◆ Exercise details: In the records below, the line containing "pub mod logging;" is the first to keep. Retype it and all later lines exactly, through the end.

┌─ Data shown

// ABOUTME: Main library entry point for the Vitalplate nutrition recommendation service
// ABOUTME: Wires catalogs, configuration, and logging around the pure recommendation engine
//
// SPDX-License-Identifier: MIT OR Apache-2.0
// Copyright (c) 2025 Vitalplate

// deny(unsafe_code): zero-tolerance unsafe policy across the workspace
#![deny(unsafe_code)]

//! # Vitalplate
//!
//! Turns a blood-biomarker panel into nutrition guidance: detected deficits,
//! supplement suggestions, a diverse meal plan with its shopping list, and
//! ranked restaurant dishes near a location.
//!
//! ## Architecture
//!
//! - **`vitalplate_core`**: error types, domain models, shared constants
//! - **`vitalplate_engine`**: pure scoring and selection, no I/O, no logging
//! - **Catalogs**: async read contracts plus in-memory and JSON file implementations
//! - **Service**: per-request orchestration over catalog snapshots
//! - **Config / Logging**: environment-driven setup, loaded once by the binary
//!
//! ## Example Usage
//!
//! ```rust,no_run
//! use std::sync::Arc;
//!
//! use vitalplate::catalog::MemoryCatalog;
//! use vitalplate::service::{GenerateRequest, NutritionService};
//! use vitalplate_engine::EngineConfig;
//!
//! #[tokio::main]
//! async fn main() -> anyhow::Result<()> {
//!     let catalog = Arc::new(MemoryCatalog::seeded()?);
//!     let service = NutritionService::from_catalog(catalog, EngineConfig::default());
//!
//!     let labs = [("ferritin".to_owned(), 20.0)].into_iter().collect();
//!     let report = service.generate(GenerateRequest::new("diy", labs)).await?;
//!     println!("{}", serde_json::to_string_pretty(&report)?);
//!     Ok(())
//! }
//! ```

/// Rule, recipe, and restaurant catalogs
pub mod catalog;

/// Environment configuration
pub mod config;

/// Structured logging setup
pub mod logging;

/// Request orchestration
pub mod service;

pub use vitalplate_core;
pub use vitalplate_engine;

└─

◆ Solution to this problem:
pub mod logging;

/// Request orchestration
pub mod service;

pub use vitalplate_core;
pub use vitalplate_engine;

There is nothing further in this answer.